(Collected data entries)

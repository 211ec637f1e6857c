#![allow(dead_code)]

use std::sync::{Arc, Mutex};
use voca_core::{CorpusRecord, GameEvent, GameEventHandler, GameSession, WordCorpus};
use voca_types::{Grade, GuessMode, WordEntry, WordHints};

/// Words used across the property-style tests
pub const SAMPLE_WORDS: &[&str] = &[
    "cat", "dog", "apple", "banana", "school", "teacher", "zoo", "moon", "rainbow", "pencil",
    "butterfly", "ice-cream", "a", "mississippi",
];

pub fn grade(n: u8) -> Grade {
    Grade::new(n).unwrap()
}

/// Creates a word entry with predictable id and hints
pub fn create_test_entry(word: &str) -> WordEntry {
    WordEntry {
        id: format!("test-{}", word),
        word: word.to_string(),
        hints: WordHints {
            hint1: format!("first hint for {}", word),
            hint2: None,
        },
        category: "test".to_string(),
        grade: grade(1),
    }
}

pub fn start_free(word: &str) -> GameSession {
    GameSession::start_round(create_test_entry(word), GuessMode::FreeLetter)
}

pub fn start_positional(word: &str) -> GameSession {
    GameSession::start_round(create_test_entry(word), GuessMode::Positional)
}

/// Distinct letters of `word`, uppercased, in first-seen order
pub fn distinct_letters(word: &str) -> Vec<char> {
    let mut letters = Vec::new();
    for c in word.to_uppercase().chars().filter(|c| c.is_alphabetic()) {
        if !letters.contains(&c) {
            letters.push(c);
        }
    }
    letters
}

/// Uppercase letters that do not occur in `word`
pub fn absent_letters(word: &str) -> Vec<char> {
    let upper = word.to_uppercase();
    ('A'..='Z').filter(|c| !upper.contains(*c)).collect()
}

/// Creates a corpus with `per_grade` generated words in each of grades 1-6
pub fn create_test_corpus(per_grade: usize) -> WordCorpus {
    let mut corpus = WordCorpus::new();
    for g in Grade::all() {
        let records = (0..per_grade)
            .map(|i| CorpusRecord {
                id: None,
                word: format!("{}{}", SAMPLE_WORDS[i % SAMPLE_WORDS.len()], "s".repeat(g.get() as usize)),
                hints: WordHints {
                    hint1: "hint".to_string(),
                    hint2: Some("more".to_string()),
                },
                category: format!("grade-{}", g),
            })
            .collect();
        corpus.insert_grade(g, records);
    }
    corpus
}

/// Event collector for testing event emissions
#[derive(Clone, Default)]
pub struct EventCollector {
    events: Arc<Mutex<Vec<GameEvent>>>,
}

impl EventCollector {
    pub fn new() -> Self {
        Self::default()
    }

    pub fn get_events(&self) -> Vec<GameEvent> {
        self.events.lock().unwrap().clone()
    }

    pub fn event_count(&self) -> usize {
        self.events.lock().unwrap().len()
    }
}

impl GameEventHandler for EventCollector {
    fn handle_event(&mut self, event: GameEvent) {
        self.events.lock().unwrap().push(event);
    }
}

> What needs to be done
Reproduce the data. Keep it exact.

> Output for this task
repository 211ec637f1e6857c
#![allow(dead_code)]

use std::sync::{Arc, Mutex};
use voca_core::{CorpusRecord, GameEvent, GameEventHandler, GameSession, WordCorpus};
use voca_types::{Grade, GuessMode, WordEntry, WordHints};

/// Words used across the property-style tests
pub const SAMPLE_WORDS: &[&str] = &[
    "cat", "dog", "apple", "banana", "school", "teacher", "zoo", "moon", "rainbow", "pencil",
    "butterfly", "ice-cream", "a", "mississippi",
];

pub fn grade(n: u8) -> Grade {
    Grade::new(n).unwrap()
}

/// Creates a word entry with predictable id and hints
pub fn create_test_entry(word: &str) -> WordEntry {
    WordEntry {
        id: format!("test-{}", word),
        word: word.to_string(),
        hints: WordHints {
            hint1: format!("first hint for {}", word),
            hint2: None,
        },
        category: "test".to_string(),
        grade: grade(1),
    }
}

pub fn start_free(word: &str) -> GameSession {
    GameSession::start_round(create_test_entry(word), GuessMode::FreeLetter)
}

pub fn start_positional(word: &str) -> GameSession {
    GameSession::start_round(create_test_entry(word), GuessMode::Positional)
}

/// Distinct letters of `word`, uppercased, in first-seen order
pub fn distinct_letters(word: &str) -> Vec<char> {
    let mut letters = Vec::new();
    for c in word.to_uppercase().chars().filter(|c| c.is_alphabetic()) {
        if !letters.contains(&c) {
            letters.push(c);
        }
    }
    letters
}

/// Uppercase letters that do not occur in `word`
pub fn absent_letters(word: &str) -> Vec<char> {
    let upper = word.to_uppercase();
    ('A'..='Z').filter(|c| !upper.contains(*c)).collect()
}

/// Creates a corpus with `per_grade` generated words in each of grades 1-6
pub fn create_test_corpus(per_grade: usize) -> WordCorpus {
    let mut corpus = WordCorpus::new();
    for g in Grade::all() {
        let records = (0..per_grade)
            .map(|i| CorpusRecord {
                id: None,
                word: format!("{}{}", SAMPLE_WORDS[i % SAMPLE_WORDS.len()], "s".repeat(g.get() as usize)),
                hints: WordHints {
                    hint1: "hint".to_string(),
                    hint2: Some("more".to_string()),
                },
                category: format!("grade-{}", g),
            })
            .collect();
        corpus.insert_grade(g, records);
    }
    corpus
}

/// Event collector for testing event emissions
#[derive(Clone, Default)]
pub struct EventCollector {
    events: Arc<Mutex<Vec<GameEvent>>>,
}

impl EventCollector {
    pub fn new() -> Self {
        Self::default()
    }

    pub fn get_events(&self) -> Vec<GameEvent> {
        self.events.lock().unwrap().clone()
    }

    pub fn event_count(&self) -> usize {
        self.events.lock().unwrap().len()
    }
}

impl GameEventHandler for EventCollector {
    fn handle_event(&mut self, event: GameEvent) {
        self.events.lock().unwrap().push(event);
    }
}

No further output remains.